*** DATASET RECORDS ***
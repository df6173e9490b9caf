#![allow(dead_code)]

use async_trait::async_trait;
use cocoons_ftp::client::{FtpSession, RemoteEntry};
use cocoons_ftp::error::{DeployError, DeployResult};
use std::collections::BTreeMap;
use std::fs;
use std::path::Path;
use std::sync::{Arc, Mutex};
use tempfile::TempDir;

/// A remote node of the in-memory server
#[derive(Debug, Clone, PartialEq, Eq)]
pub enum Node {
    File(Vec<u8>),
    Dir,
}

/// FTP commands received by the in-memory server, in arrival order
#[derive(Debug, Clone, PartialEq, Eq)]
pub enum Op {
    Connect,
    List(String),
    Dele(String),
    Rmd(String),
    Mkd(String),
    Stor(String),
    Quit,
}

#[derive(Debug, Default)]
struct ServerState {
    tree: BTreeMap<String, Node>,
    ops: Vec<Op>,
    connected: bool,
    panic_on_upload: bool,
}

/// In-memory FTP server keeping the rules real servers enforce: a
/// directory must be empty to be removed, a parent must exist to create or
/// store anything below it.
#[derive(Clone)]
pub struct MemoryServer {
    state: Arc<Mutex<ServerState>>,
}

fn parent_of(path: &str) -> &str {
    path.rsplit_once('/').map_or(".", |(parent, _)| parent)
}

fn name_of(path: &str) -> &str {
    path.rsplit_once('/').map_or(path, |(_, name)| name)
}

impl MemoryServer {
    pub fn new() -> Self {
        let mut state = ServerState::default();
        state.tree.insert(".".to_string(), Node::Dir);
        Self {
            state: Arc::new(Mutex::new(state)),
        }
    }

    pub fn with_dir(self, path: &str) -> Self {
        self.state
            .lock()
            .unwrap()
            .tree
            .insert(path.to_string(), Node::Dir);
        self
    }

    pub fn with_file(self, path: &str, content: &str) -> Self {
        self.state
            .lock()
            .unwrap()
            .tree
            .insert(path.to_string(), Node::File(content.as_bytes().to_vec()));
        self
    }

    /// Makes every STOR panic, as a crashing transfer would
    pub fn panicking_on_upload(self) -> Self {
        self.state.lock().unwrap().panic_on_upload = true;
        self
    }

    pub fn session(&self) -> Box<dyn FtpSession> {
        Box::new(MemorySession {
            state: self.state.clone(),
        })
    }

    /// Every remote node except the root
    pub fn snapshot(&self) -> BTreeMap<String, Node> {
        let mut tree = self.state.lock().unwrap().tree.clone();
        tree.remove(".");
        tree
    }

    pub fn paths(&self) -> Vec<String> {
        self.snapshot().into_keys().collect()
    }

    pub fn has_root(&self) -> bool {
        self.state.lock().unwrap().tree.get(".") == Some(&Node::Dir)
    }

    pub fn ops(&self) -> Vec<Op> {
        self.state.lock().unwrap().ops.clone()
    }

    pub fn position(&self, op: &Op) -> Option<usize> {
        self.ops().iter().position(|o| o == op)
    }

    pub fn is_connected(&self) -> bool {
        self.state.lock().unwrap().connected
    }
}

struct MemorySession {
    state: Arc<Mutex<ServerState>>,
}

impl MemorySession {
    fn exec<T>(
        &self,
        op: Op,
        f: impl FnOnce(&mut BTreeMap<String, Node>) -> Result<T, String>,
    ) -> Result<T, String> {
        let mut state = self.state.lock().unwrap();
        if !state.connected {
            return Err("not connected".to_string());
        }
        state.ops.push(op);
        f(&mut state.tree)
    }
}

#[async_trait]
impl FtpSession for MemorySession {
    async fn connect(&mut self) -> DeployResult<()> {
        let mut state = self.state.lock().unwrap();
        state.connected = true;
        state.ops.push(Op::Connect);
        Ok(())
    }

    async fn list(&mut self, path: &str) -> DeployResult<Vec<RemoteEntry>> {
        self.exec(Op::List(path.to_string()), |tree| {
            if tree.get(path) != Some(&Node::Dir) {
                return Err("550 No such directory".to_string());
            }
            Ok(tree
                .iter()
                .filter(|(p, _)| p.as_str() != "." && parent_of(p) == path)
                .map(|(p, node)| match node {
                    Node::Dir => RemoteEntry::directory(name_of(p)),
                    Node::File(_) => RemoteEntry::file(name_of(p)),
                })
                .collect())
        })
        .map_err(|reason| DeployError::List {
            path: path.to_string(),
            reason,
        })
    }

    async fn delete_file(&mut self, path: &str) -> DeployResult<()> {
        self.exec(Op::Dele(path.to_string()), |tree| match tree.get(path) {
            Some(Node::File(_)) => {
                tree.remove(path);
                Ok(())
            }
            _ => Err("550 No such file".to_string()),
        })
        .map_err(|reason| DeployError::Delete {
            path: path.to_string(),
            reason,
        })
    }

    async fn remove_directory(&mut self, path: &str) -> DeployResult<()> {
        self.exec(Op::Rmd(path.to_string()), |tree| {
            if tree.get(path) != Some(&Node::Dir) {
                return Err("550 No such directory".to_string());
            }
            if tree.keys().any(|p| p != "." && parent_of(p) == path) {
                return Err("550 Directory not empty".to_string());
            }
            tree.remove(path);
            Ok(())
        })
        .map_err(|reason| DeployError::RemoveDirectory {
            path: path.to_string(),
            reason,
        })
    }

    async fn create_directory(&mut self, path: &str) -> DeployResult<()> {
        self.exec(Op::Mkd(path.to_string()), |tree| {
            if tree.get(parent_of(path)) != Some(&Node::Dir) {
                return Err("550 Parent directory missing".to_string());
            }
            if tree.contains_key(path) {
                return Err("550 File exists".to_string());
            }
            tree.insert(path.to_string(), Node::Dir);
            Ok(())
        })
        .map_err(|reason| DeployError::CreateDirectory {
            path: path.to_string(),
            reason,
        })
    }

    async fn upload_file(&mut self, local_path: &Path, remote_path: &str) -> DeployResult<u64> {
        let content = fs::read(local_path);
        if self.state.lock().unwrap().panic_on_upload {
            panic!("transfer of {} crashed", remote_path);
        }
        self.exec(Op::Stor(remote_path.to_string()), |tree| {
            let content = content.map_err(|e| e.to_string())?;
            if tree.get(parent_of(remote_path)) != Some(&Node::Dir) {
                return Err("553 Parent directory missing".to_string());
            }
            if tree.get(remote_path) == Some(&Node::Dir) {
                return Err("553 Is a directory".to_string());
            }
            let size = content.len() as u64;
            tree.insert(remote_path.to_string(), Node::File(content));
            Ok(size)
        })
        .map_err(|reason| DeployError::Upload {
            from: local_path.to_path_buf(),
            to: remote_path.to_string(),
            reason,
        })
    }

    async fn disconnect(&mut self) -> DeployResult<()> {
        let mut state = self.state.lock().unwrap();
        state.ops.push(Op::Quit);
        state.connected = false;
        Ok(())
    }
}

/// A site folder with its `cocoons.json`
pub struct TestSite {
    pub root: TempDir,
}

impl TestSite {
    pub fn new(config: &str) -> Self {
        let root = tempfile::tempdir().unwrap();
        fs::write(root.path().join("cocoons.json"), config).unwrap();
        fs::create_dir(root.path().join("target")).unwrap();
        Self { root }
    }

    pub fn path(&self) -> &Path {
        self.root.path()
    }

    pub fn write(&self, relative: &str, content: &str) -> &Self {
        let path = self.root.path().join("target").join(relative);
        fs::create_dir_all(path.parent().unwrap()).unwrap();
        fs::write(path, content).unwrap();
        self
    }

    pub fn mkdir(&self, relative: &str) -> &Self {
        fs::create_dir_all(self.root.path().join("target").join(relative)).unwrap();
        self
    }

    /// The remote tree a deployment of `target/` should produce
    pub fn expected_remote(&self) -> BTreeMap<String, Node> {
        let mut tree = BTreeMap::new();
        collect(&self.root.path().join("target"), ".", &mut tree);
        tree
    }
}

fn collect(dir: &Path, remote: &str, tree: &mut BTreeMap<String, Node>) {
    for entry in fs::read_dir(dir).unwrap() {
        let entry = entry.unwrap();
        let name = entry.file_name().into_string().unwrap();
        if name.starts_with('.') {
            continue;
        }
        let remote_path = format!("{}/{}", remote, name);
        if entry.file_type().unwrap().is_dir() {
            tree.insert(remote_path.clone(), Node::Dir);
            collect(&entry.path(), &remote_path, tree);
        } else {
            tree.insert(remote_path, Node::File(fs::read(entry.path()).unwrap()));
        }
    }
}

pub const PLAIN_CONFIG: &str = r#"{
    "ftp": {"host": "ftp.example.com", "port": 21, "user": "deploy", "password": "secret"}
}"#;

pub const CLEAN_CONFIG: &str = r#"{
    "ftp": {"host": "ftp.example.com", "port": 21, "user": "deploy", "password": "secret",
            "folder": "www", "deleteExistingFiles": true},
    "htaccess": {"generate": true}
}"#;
*** End of DATASET RECORDS ***
*** DATASET RECORDS ***
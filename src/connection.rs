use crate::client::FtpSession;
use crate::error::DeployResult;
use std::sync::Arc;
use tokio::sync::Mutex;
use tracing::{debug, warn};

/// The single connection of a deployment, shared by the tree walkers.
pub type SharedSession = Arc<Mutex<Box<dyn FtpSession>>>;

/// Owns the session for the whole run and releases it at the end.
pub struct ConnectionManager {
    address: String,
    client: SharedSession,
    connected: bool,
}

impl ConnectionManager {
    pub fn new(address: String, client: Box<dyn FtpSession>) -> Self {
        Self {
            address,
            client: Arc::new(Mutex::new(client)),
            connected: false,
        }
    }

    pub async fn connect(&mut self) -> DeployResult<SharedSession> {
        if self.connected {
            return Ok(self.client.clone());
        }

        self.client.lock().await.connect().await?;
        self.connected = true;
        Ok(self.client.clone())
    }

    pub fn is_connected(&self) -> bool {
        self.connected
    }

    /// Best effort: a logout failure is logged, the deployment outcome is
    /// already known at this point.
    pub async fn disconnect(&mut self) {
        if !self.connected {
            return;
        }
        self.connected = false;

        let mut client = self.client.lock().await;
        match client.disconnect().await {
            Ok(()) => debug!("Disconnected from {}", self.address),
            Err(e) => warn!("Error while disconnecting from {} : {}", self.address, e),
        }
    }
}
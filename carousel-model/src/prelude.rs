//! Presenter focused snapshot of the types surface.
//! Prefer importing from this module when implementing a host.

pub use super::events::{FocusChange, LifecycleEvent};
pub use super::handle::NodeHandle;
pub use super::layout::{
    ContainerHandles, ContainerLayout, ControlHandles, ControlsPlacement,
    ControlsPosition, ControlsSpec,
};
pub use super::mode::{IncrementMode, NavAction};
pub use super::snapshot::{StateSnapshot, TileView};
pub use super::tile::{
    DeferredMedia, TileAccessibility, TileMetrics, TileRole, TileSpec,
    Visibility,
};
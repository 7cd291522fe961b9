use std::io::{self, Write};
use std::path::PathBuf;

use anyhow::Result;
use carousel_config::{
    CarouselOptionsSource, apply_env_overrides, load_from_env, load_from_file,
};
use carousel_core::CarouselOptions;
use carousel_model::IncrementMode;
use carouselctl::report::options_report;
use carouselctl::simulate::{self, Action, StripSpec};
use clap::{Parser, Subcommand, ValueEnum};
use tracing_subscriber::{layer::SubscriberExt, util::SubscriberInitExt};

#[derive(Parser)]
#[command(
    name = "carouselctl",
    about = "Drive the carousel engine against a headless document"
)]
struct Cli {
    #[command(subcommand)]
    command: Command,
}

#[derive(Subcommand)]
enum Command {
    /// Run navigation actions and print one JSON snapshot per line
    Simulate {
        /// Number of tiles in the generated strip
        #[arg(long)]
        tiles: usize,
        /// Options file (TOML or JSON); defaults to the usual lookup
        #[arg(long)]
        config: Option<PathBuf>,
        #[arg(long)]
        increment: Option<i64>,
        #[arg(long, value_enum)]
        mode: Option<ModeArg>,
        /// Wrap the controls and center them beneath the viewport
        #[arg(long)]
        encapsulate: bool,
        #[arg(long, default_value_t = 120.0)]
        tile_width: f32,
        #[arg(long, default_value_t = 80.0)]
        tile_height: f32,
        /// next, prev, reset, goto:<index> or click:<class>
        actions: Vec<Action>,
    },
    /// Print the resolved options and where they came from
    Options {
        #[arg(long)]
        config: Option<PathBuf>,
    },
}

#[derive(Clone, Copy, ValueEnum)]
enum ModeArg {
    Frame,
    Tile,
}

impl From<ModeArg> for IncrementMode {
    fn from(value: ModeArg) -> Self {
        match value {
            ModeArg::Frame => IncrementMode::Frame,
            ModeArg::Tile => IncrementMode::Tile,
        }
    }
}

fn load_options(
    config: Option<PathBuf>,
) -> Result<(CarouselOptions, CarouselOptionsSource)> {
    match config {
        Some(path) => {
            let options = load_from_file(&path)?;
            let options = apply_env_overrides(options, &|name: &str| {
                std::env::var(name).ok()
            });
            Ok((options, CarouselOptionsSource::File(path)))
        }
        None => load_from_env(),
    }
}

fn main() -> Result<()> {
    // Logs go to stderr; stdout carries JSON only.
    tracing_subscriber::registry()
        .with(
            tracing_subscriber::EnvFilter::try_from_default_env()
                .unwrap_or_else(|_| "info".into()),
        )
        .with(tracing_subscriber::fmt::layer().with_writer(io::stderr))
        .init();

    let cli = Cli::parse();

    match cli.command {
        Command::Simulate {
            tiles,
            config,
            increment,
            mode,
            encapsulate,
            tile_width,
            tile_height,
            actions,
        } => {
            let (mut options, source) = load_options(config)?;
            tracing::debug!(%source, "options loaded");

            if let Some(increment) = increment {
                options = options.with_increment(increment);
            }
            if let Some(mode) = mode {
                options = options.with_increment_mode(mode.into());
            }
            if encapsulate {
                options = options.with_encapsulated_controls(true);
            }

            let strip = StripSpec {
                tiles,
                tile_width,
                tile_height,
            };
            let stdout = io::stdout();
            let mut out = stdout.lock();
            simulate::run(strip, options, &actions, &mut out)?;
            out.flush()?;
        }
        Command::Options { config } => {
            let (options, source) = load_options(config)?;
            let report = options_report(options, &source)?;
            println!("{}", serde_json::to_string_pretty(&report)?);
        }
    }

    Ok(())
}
*** End of DATASET RECORDS ***
**EXERCISE OBJECTIVE**. Show the lines from the data above that contain the string "carouselctl".

**EXERCISE SOLUTION**.
use carouselctl::report::options_report;
use carouselctl::simulate::{self, Action, StripSpec};
    name = "carouselctl",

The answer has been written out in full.